Stored data
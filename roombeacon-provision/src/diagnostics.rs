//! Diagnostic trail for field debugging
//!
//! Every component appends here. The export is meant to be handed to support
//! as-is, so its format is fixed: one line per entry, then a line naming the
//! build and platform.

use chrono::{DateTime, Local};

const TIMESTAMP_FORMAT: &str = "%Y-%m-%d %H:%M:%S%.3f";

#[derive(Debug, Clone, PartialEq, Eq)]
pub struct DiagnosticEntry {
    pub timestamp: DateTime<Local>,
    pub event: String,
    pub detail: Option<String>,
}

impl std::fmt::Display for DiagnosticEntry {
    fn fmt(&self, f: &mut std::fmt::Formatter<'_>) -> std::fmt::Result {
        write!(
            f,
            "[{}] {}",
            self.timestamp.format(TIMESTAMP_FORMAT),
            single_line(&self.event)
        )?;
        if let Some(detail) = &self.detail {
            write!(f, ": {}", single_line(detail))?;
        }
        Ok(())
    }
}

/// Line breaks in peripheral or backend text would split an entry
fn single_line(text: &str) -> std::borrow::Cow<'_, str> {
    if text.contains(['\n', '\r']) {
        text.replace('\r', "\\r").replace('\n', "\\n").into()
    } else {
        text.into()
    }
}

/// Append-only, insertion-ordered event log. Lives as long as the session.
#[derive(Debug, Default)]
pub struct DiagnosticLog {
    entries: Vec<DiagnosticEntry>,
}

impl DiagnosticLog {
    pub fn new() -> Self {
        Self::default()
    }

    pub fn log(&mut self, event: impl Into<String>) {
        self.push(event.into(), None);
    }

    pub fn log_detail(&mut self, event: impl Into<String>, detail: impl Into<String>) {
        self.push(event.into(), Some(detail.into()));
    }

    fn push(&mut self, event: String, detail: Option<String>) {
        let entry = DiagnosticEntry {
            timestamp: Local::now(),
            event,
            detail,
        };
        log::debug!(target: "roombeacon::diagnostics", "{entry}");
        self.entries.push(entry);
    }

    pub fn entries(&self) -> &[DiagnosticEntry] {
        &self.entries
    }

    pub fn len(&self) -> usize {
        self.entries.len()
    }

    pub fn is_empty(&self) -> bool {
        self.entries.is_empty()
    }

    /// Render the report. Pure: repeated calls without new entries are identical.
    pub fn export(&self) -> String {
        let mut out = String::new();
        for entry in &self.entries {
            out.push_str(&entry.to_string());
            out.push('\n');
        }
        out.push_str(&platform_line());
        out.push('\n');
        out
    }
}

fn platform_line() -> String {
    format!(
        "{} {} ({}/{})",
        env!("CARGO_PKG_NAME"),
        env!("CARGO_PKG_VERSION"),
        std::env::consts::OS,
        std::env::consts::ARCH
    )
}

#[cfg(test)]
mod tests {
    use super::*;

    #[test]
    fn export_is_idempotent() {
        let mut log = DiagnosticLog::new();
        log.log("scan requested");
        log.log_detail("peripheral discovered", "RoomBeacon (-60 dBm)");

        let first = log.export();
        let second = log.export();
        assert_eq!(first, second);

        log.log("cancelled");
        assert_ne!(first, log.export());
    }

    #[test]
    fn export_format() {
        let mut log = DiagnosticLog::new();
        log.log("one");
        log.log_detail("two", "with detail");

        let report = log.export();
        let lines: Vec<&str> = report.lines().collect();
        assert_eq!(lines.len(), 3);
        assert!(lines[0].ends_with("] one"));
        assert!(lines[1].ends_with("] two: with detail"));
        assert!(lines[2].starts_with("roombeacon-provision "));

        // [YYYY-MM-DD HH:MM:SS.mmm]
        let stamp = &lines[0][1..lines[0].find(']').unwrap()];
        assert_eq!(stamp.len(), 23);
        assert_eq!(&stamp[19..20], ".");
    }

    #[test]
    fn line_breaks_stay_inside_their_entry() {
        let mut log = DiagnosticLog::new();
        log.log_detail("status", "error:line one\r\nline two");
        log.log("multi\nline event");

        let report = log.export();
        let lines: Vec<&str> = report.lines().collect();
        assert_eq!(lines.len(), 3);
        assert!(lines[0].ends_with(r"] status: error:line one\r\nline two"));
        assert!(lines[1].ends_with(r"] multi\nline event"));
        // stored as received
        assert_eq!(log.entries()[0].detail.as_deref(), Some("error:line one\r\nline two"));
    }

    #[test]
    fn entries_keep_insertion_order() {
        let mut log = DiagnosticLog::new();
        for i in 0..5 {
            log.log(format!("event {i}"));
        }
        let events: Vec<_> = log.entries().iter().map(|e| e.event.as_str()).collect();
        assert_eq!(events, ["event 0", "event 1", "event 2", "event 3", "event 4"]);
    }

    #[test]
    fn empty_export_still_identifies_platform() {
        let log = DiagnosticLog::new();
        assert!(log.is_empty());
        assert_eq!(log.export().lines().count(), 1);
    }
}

▸ WHAT YOU SHOULD DO
The data above should be output exactly, with each line intact.

▸ SOLVED EXERCISE
filename roombeacon-provision/src/diagnostics.rs
//! Diagnostic trail for field debugging
//!
//! Every component appends here. The export is meant to be handed to support
//! as-is, so its format is fixed: one line per entry, then a line naming the
//! build and platform.

use chrono::{DateTime, Local};

const TIMESTAMP_FORMAT: &str = "%Y-%m-%d %H:%M:%S%.3f";

#[derive(Debug, Clone, PartialEq, Eq)]
pub struct DiagnosticEntry {
    pub timestamp: DateTime<Local>,
    pub event: String,
    pub detail: Option<String>,
}

impl std::fmt::Display for DiagnosticEntry {
    fn fmt(&self, f: &mut std::fmt::Formatter<'_>) -> std::fmt::Result {
        write!(
            f,
            "[{}] {}",
            self.timestamp.format(TIMESTAMP_FORMAT),
            single_line(&self.event)
        )?;
        if let Some(detail) = &self.detail {
            write!(f, ": {}", single_line(detail))?;
        }
        Ok(())
    }
}

/// Line breaks in peripheral or backend text would split an entry
fn single_line(text: &str) -> std::borrow::Cow<'_, str> {
    if text.contains(['\n', '\r']) {
        text.replace('\r', "\\r").replace('\n', "\\n").into()
    } else {
        text.into()
    }
}

/// Append-only, insertion-ordered event log. Lives as long as the session.
#[derive(Debug, Default)]
pub struct DiagnosticLog {
    entries: Vec<DiagnosticEntry>,
}

impl DiagnosticLog {
    pub fn new() -> Self {
        Self::default()
    }

    pub fn log(&mut self, event: impl Into<String>) {
        self.push(event.into(), None);
    }

    pub fn log_detail(&mut self, event: impl Into<String>, detail: impl Into<String>) {
        self.push(event.into(), Some(detail.into()));
    }

    fn push(&mut self, event: String, detail: Option<String>) {
        let entry = DiagnosticEntry {
            timestamp: Local::now(),
            event,
            detail,
        };
        log::debug!(target: "roombeacon::diagnostics", "{entry}");
        self.entries.push(entry);
    }

    pub fn entries(&self) -> &[DiagnosticEntry] {
        &self.entries
    }

    pub fn len(&self) -> usize {
        self.entries.len()
    }

    pub fn is_empty(&self) -> bool {
        self.entries.is_empty()
    }

    /// Render the report. Pure: repeated calls without new entries are identical.
    pub fn export(&self) -> String {
        let mut out = String::new();
        for entry in &self.entries {
            out.push_str(&entry.to_string());
            out.push('\n');
        }
        out.push_str(&platform_line());
        out.push('\n');
        out
    }
}

fn platform_line() -> String {
    format!(
        "{} {} ({}/{})",
        env!("CARGO_PKG_NAME"),
        env!("CARGO_PKG_VERSION"),
        std::env::consts::OS,
        std::env::consts::ARCH
    )
}

#[cfg(test)]
mod tests {
    use super::*;

    #[test]
    fn export_is_idempotent() {
        let mut log = DiagnosticLog::new();
        log.log("scan requested");
        log.log_detail("peripheral discovered", "RoomBeacon (-60 dBm)");

        let first = log.export();
        let second = log.export();
        assert_eq!(first, second);

        log.log("cancelled");
        assert_ne!(first, log.export());
    }

    #[test]
    fn export_format() {
        let mut log = DiagnosticLog::new();
        log.log("one");
        log.log_detail("two", "with detail");

        let report = log.export();
        let lines: Vec<&str> = report.lines().collect();
        assert_eq!(lines.len(), 3);
        assert!(lines[0].ends_with("] one"));
        assert!(lines[1].ends_with("] two: with detail"));
        assert!(lines[2].starts_with("roombeacon-provision "));

        // [YYYY-MM-DD HH:MM:SS.mmm]
        let stamp = &lines[0][1..lines[0].find(']').unwrap()];
        assert_eq!(stamp.len(), 23);
        assert_eq!(&stamp[19..20], ".");
    }

    #[test]
    fn line_breaks_stay_inside_their_entry() {
        let mut log = DiagnosticLog::new();
        log.log_detail("status", "error:line one\r\nline two");
        log.log("multi\nline event");

        let report = log.export();
        let lines: Vec<&str> = report.lines().collect();
        assert_eq!(lines.len(), 3);
        assert!(lines[0].ends_with(r"] status: error:line one\r\nline two"));
        assert!(lines[1].ends_with(r"] multi\nline event"));
        // stored as received
        assert_eq!(log.entries()[0].detail.as_deref(), Some("error:line one\r\nline two"));
    }

    #[test]
    fn entries_keep_insertion_order() {
        let mut log = DiagnosticLog::new();
        for i in 0..5 {
            log.log(format!("event {i}"));
        }
        let events: Vec<_> = log.entries().iter().map(|e| e.event.as_str()).collect();
        assert_eq!(events, ["event 0", "event 1", "event 2", "event 3", "event 4"]);
    }

    #[test]
    fn empty_export_still_identifies_platform() {
        let log = DiagnosticLog::new();
        assert!(log.is_empty());
        assert_eq!(log.export().lines().count(), 1);
    }
}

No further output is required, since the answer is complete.